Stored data
*** Begin section ***
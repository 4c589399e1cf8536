//! # Storefront Error Types
//!
//! Typed error handling for the storefront order engine.
//! All fallible operations return `Result<T, StoreError>`.

use thiserror::Error;

/// Why an OAuth authorization state token was rejected.
///
/// The three kinds are deliberately distinct so callers can show an
/// actionable message: a stale redirect reads very differently from a
/// forged one.
#[derive(Debug, Clone, Copy, PartialEq, Eq)]
pub enum StateRejection {
    /// Token did not decode into the expected `timestamp.nonce.signature` shape
    Malformed,
    /// Token decoded but its timestamp is outside the freshness window
    Expired,
    /// Token decoded and is fresh, but the signature does not verify
    BadSignature,
}

impl std::fmt::Display for StateRejection {
    fn fmt(&self, f: &mut std::fmt::Formatter<'_>) -> std::fmt::Result {
        let s = match self {
            StateRejection::Malformed => "malformed",
            StateRejection::Expired => "expired",
            StateRejection::BadSignature => "bad signature",
        };
        write!(f, "{}", s)
    }
}

/// Core error type for all storefront operations
#[derive(Debug, Error)]
pub enum StoreError {
    /// Bad or missing required input; never retried
    #[error("validation error: {0}")]
    Validation(String),

    /// A required integration has no (or incomplete) credentials
    #[error("not configured: {setting}")]
    NotConfigured { setting: String },

    /// An external credential was rejected; triggers the candidate
    /// fallback in the payment broker or a single token refresh
    #[error("authentication rejected by {provider}: {message}")]
    Authentication { provider: String, message: String },

    /// Timeout or network failure reaching an external system
    #[error("{provider} unreachable: {message}")]
    Unreachable { provider: String, message: String },

    /// The external system understood the request but rejected it for
    /// domain reasons; carries the status and first structured error entry
    #[error("{provider} rejected the request (status {status}, code {}): {message}", .code.as_deref().unwrap_or("unknown"))]
    ExternalBusiness {
        provider: String,
        status: u16,
        code: Option<String>,
        message: String,
    },

    /// Requested record does not exist
    #[error("{what} not found")]
    NotFound { what: String },

    /// OAuth authorization state token rejected
    #[error("authorization state rejected: {reason}")]
    StateRejected { reason: StateRejection },

    /// Persistence boundary failure
    #[error("store error: {0}")]
    Store(String),

    /// Internal error (should not happen)
    #[error("internal error: {0}")]
    Internal(String),
}

impl StoreError {
    /// Returns true if retrying the same request may succeed.
    ///
    /// Validation and configuration problems never clear on their own,
    /// and authentication errors are handled structurally (credential
    /// fallback or a single token refresh), so only transport failures
    /// qualify.
    pub fn is_retryable(&self) -> bool {
        matches!(self, StoreError::Unreachable { .. })
    }

    /// Returns the HTTP status code appropriate for this error
    pub fn status_code(&self) -> u16 {
        match self {
            StoreError::Validation(_) => 400,
            StoreError::NotConfigured { .. } => 503,
            StoreError::Authentication { .. } => 502,
            StoreError::Unreachable { .. } => 504,
            StoreError::ExternalBusiness { .. } => 502,
            StoreError::NotFound { .. } => 404,
            StoreError::StateRejected { .. } => 400,
            StoreError::Store(_) => 500,
            StoreError::Internal(_) => 500,
        }
    }

    /// Convenience constructor for validation failures
    pub fn validation(message: impl Into<String>) -> Self {
        StoreError::Validation(message.into())
    }

    /// Convenience constructor naming a missing setting
    pub fn not_configured(setting: impl Into<String>) -> Self {
        StoreError::NotConfigured {
            setting: setting.into(),
        }
    }
}

/// Result type alias for storefront operations
pub type StoreResult<T> = Result<T, StoreError>;
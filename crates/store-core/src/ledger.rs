//! # Ledger Mirror Contract
//!
//! The storefront mirrors orders and the catalog into a spreadsheet-style
//! ledger for the back office. The transport is a collaborator; the core
//! only defines the contract. Mirror writes are best-effort background
//! work and never gate an order.

use crate::error::StoreResult;
use async_trait::async_trait;
use std::sync::Arc;

/// Append/replace operations on named tabs of the ledger
#[async_trait]
pub trait LedgerMirror: Send + Sync {
    /// Append one row to a tab
    async fn append_row(&self, tab: &str, row: &[String]) -> StoreResult<()>;

    /// Replace a tab's full contents (first row is the header)
    async fn replace_sheet(&self, tab: &str, rows: &[Vec<String>]) -> StoreResult<()>;
}

/// Shared ledger mirror handle
pub type BoxedLedgerMirror = Arc<dyn LedgerMirror>;
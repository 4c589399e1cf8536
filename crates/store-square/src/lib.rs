//! # store-square
//!
//! Square hosted-checkout integration for storefront-rs.
//!
//! The gateway implements `store_core::ProcessorClient` with two
//! operations:
//!
//! 1. **Payment-link creation** - builds a Square order from the
//!    storefront order's denormalized lines (plus synthetic shipping and
//!    tax lines) and returns the hosted checkout URL.
//! 2. **Order-state query** - reads the processor-side order state back
//!    for poll-based payment reconciliation.
//!
//! Credential environments are explicit: `sandbox`, `production`, or
//! `auto`. In auto mode creation tries sandbox first and falls back to
//! production only when Square rejects the credentials themselves; the
//! environment that won is recorded on the checkout session so state
//! queries never have to guess.
//!
//! ## Quick Start
//!
//! ```rust,ignore
//! use store_square::SquareGateway;
//! use store_core::ProcessorClient;
//!
//! // Create gateway from environment (None when Square is unconfigured)
//! let gateway = SquareGateway::from_env()?.expect("SQUARE_* env missing");
//!
//! let session = gateway
//!     .create_session(&order, &idempotency_key, "https://shop.example/thank-you")
//!     .await?;
//!
//! // Redirect the customer to session.url
//! ```

pub mod checkout;
pub mod config;

// Re-exports
pub use checkout::SquareGateway;
pub use config::{SquareConfig, SquareCredentials, SquareMode};
//! Error types for port operations.

/// Repository operation errors with context for debugging.
#[derive(Debug, thiserror::Error)]
pub enum RepoError {
    /// Entity not found - includes entity type and ID for actionable error messages.
    #[error("{entity_type} not found: {id}")]
    NotFound {
        entity_type: &'static str,
        id: String,
    },

    /// Database operation failed - includes operation name for tracing.
    #[error("Database error in {operation}: {message}")]
    Database {
        operation: &'static str,
        message: String,
    },

    /// Serialization/deserialization failed.
    #[error("Serialization error: {0}")]
    Serialization(String),

    /// Business constraint violated.
    #[error("Constraint violation: {0}")]
    ConstraintViolation(String),
}

impl RepoError {
    /// Create a NotFound error with entity type and ID context.
    pub fn not_found(entity_type: &'static str, id: impl ToString) -> Self {
        Self::NotFound {
            entity_type,
            id: id.to_string(),
        }
    }

    /// Create a Database error with operation context.
    pub fn database(operation: &'static str, message: impl ToString) -> Self {
        Self::Database {
            operation,
            message: message.to_string(),
        }
    }

    /// Create a Serialization error.
    pub fn serialization(message: impl ToString) -> Self {
        Self::Serialization(message.to_string())
    }

    /// Create a ConstraintViolation error.
    pub fn constraint(message: impl ToString) -> Self {
        Self::ConstraintViolation(message.to_string())
    }

    /// Check if this is a NotFound error.
    pub fn is_not_found(&self) -> bool {
        matches!(self, Self::NotFound { .. })
    }
}

/// Password hashing failures.
///
/// The message is kept opaque so hash internals never reach API callers.
#[derive(Debug, thiserror::Error)]
#[error("Credential error: {0}")]
pub struct CredentialError(pub String);

/// Token issuance and verification failures.
#[derive(Debug, thiserror::Error)]
pub enum TokenError {
    #[error("Token is malformed")]
    Malformed,
    #[error("Token signature is invalid")]
    InvalidSignature,
    #[error("Token has expired")]
    Expired,
}
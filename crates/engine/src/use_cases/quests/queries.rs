//! Read-side quest queries.

use std::sync::Arc;

use questkeep_domain::{Quest, QuestId, QuestStatus};

use crate::infrastructure::ports::QuestRepo;

use super::error::QuestError;

pub struct QuestQueries {
    quests: Arc<dyn QuestRepo>,
}

impl QuestQueries {
    pub fn new(quests: Arc<dyn QuestRepo>) -> Self {
        Self { quests }
    }

    pub async fn get(&self, quest_id: QuestId) -> Result<Quest, QuestError> {
        self.quests
            .get(quest_id)
            .await?
            .ok_or(QuestError::QuestNotFound(quest_id))
    }

    /// List quests, `None` meaning every status.
    pub async fn list(&self, status: Option<QuestStatus>) -> Result<Vec<Quest>, QuestError> {
        Ok(self.quests.list(status).await?)
    }
}
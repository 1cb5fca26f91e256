//! Bearer token extraction for protected routes.

use std::sync::Arc;

use axum::extract::FromRequestParts;
use axum::http::header::AUTHORIZATION;
use axum::http::request::Parts;

use questkeep_domain::Player;

use crate::app::App;

use super::http::ApiError;

/// The authenticated player, resolved from the `Authorization` header.
///
/// Rejects with 401 when the header is missing or malformed, the token
/// fails verification, or the player record no longer exists.
pub struct AuthPlayer(pub Player);

impl FromRequestParts<Arc<App>> for AuthPlayer {
    type Rejection = ApiError;

    async fn from_request_parts(
        parts: &mut Parts,
        app: &Arc<App>,
    ) -> Result<Self, Self::Rejection> {
        let header = parts
            .headers
            .get(AUTHORIZATION)
            .and_then(|value| value.to_str().ok())
            .ok_or(ApiError::Unauthorized)?;

        let token = header
            .strip_prefix("Bearer ")
            .ok_or(ApiError::Unauthorized)?;

        let player_id = app
            .tokens
            .verify(token, app.clock.now())
            .map_err(|_| ApiError::Unauthorized)?;

        let player = app
            .repositories
            .players
            .get(player_id)
            .await
            .map_err(|e| ApiError::Internal(e.to_string()))?
            .ok_or(ApiError::Unauthorized)?;

        Ok(AuthPlayer(player))
    }
}
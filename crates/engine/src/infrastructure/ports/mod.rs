//! Port traits between use cases and infrastructure.

pub mod error;
pub mod external;
pub mod repos;

pub use error::{CredentialError, RepoError, TokenError};
pub use external::{ClockPort, PasswordHasherPort, TokenPort};
pub use repos::{ItemRepo, PlayerRepo, QuestRepo};

#[cfg(test)]
pub use external::{MockClockPort, MockPasswordHasherPort, MockTokenPort};
#[cfg(test)]
pub use repos::{MockItemRepo, MockPlayerRepo, MockQuestRepo};
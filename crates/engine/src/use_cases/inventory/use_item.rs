//! Use item use case.
//!
//! Consumes a quantity of an item from the player's inventory. Unlike the
//! ledger itself, the boundary rejects using more than is held.

use std::sync::Arc;

use serde::Serialize;

use questkeep_domain::{DomainError, InventoryEntry, Item, ItemId, PlayerId};

use crate::infrastructure::ports::{ClockPort, ItemRepo, PlayerRepo};

use super::error::InventoryError;

/// Outcome of consuming an item.
#[derive(Debug, Serialize)]
pub struct ItemUsage {
    pub item: Item,
    pub quantity_used: u32,
    /// Quantity still held after the use
    pub remaining: u32,
    pub inventory: Vec<InventoryEntry>,
}

pub struct UseItem {
    items: Arc<dyn ItemRepo>,
    players: Arc<dyn PlayerRepo>,
    clock: Arc<dyn ClockPort>,
}

impl UseItem {
    pub fn new(
        items: Arc<dyn ItemRepo>,
        players: Arc<dyn PlayerRepo>,
        clock: Arc<dyn ClockPort>,
    ) -> Self {
        Self {
            items,
            players,
            clock,
        }
    }

    pub async fn execute(
        &self,
        player_id: PlayerId,
        item_id: ItemId,
        quantity: u32,
    ) -> Result<ItemUsage, InventoryError> {
        if quantity == 0 {
            return Err(InventoryError::Domain(DomainError::InvalidQuantity(
                quantity,
            )));
        }

        let item = self
            .items
            .get(item_id)
            .await?
            .ok_or(InventoryError::ItemNotFound(item_id))?;

        let mut player = self
            .players
            .get(player_id)
            .await?
            .ok_or(InventoryError::PlayerNotFound(player_id))?;

        let held = player.inventory_quantity(item_id);
        if held == 0 {
            return Err(InventoryError::Domain(DomainError::item_not_in_inventory(
                item_id.to_string(),
            )));
        }
        if quantity > held {
            return Err(InventoryError::InsufficientQuantity {
                held,
                requested: quantity,
            });
        }

        player.remove_from_inventory(item_id, quantity)?;
        player.updated_at = self.clock.now();
        self.players.save(&player).await?;

        tracing::debug!(
            player_id = %player_id,
            item_id = %item_id,
            quantity,
            "Item used"
        );

        Ok(ItemUsage {
            item,
            quantity_used: quantity,
            remaining: player.inventory_quantity(item_id),
            inventory: player.inventory,
        })
    }
}
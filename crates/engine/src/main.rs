//! QuestKeep Engine - Main entry point.

use std::net::SocketAddr;
use std::sync::Arc;

use axum::http::{HeaderValue, Method};
use tower_http::cors::{Any, CorsLayer};
use tower_http::trace::TraceLayer;
use tracing_subscriber::{layer::SubscriberExt, util::SubscriberInitExt};

use questkeep_engine::api;
use questkeep_engine::app::App;
use questkeep_engine::infrastructure::clock::SystemClock;
use questkeep_engine::infrastructure::ports::ClockPort;
use questkeep_engine::infrastructure::security::{Argon2PasswordHasher, HmacTokenService};
use questkeep_engine::infrastructure::sqlite::SqliteRepositories;

#[tokio::main]
async fn main() -> anyhow::Result<()> {
    load_dotenv_from_repo_root();

    // Initialize logging
    tracing_subscriber::registry()
        .with(
            tracing_subscriber::EnvFilter::try_from_default_env()
                .unwrap_or_else(|_| "questkeep_engine=debug,tower_http=debug".into()),
        )
        .with(tracing_subscriber::fmt::layer())
        .init();

    tracing::info!("Starting QuestKeep Engine");

    // Load configuration
    let database_path = std::env::var("DATABASE_PATH").unwrap_or_else(|_| "questkeep.db".into());
    let token_secret = std::env::var("TOKEN_SECRET")
        .map_err(|_| anyhow::anyhow!("TOKEN_SECRET must be set"))?;
    let server_host = std::env::var("SERVER_HOST").unwrap_or_else(|_| "0.0.0.0".into());
    let server_port: u16 = std::env::var("SERVER_PORT")
        .or_else(|_| std::env::var("PORT"))
        .unwrap_or_else(|_| "3000".into())
        .parse()
        .unwrap_or(3000);

    // Open the database and ensure the schema
    tracing::info!("Opening database at {}", database_path);
    let repos = SqliteRepositories::connect(&database_path).await?;

    let clock: Arc<dyn ClockPort> = Arc::new(SystemClock);
    let hasher = Arc::new(Argon2PasswordHasher::new());
    let tokens = Arc::new(HmacTokenService::new(token_secret.into_bytes()));

    let app = Arc::new(App::with_sqlite(&repos, hasher, tokens, clock));

    let mut router = api::http::routes()
        .with_state(app)
        .layer(TraceLayer::new_for_http());

    if let Some(cors) = build_cors_layer_from_env() {
        router = router.layer(cors);
    }

    // Start server
    let addr: SocketAddr = format!("{server_host}:{server_port}").parse()?;
    tracing::info!("Listening on {}", addr);

    let listener = tokio::net::TcpListener::bind(addr).await?;
    axum::serve(listener, router).await?;

    Ok(())
}

fn load_dotenv_from_repo_root() {
    let repo_root = std::path::Path::new(env!("CARGO_MANIFEST_DIR"))
        .join("..")
        .join("..");

    // Prefer local overrides.
    for filename in [".env.local", ".env"] {
        let path = repo_root.join(filename);
        if path.exists() {
            let _ = dotenvy::from_path(path);
        }
    }
}

fn build_cors_layer_from_env() -> Option<CorsLayer> {
    let allowed_origins = std::env::var("CORS_ALLOWED_ORIGINS")
        .ok()
        .map(|s| s.trim().to_string())
        .filter(|s| !s.is_empty())?;

    let mut cors = CorsLayer::new()
        .allow_methods([Method::GET, Method::POST, Method::OPTIONS])
        .allow_headers([
            axum::http::header::AUTHORIZATION,
            axum::http::header::CONTENT_TYPE,
        ]);

    if allowed_origins == "*" {
        cors = cors.allow_origin(Any);
    } else {
        let origins: Vec<HeaderValue> = allowed_origins
            .split(',')
            .map(str::trim)
            .filter(|s| !s.is_empty())
            .filter_map(|s| HeaderValue::from_str(s).ok())
            .collect();

        if origins.is_empty() {
            return None;
        }

        cors = cors.allow_origin(origins);
    }

    Some(cors)
}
*** End section ***
◆ Exercise details
Copy out each line of the entries above that holds "CorsLayer".

◆ Answer for the task
use tower_http::cors::{Any, CorsLayer};
fn build_cors_layer_from_env() -> Option<CorsLayer> {
    let mut cors = CorsLayer::new()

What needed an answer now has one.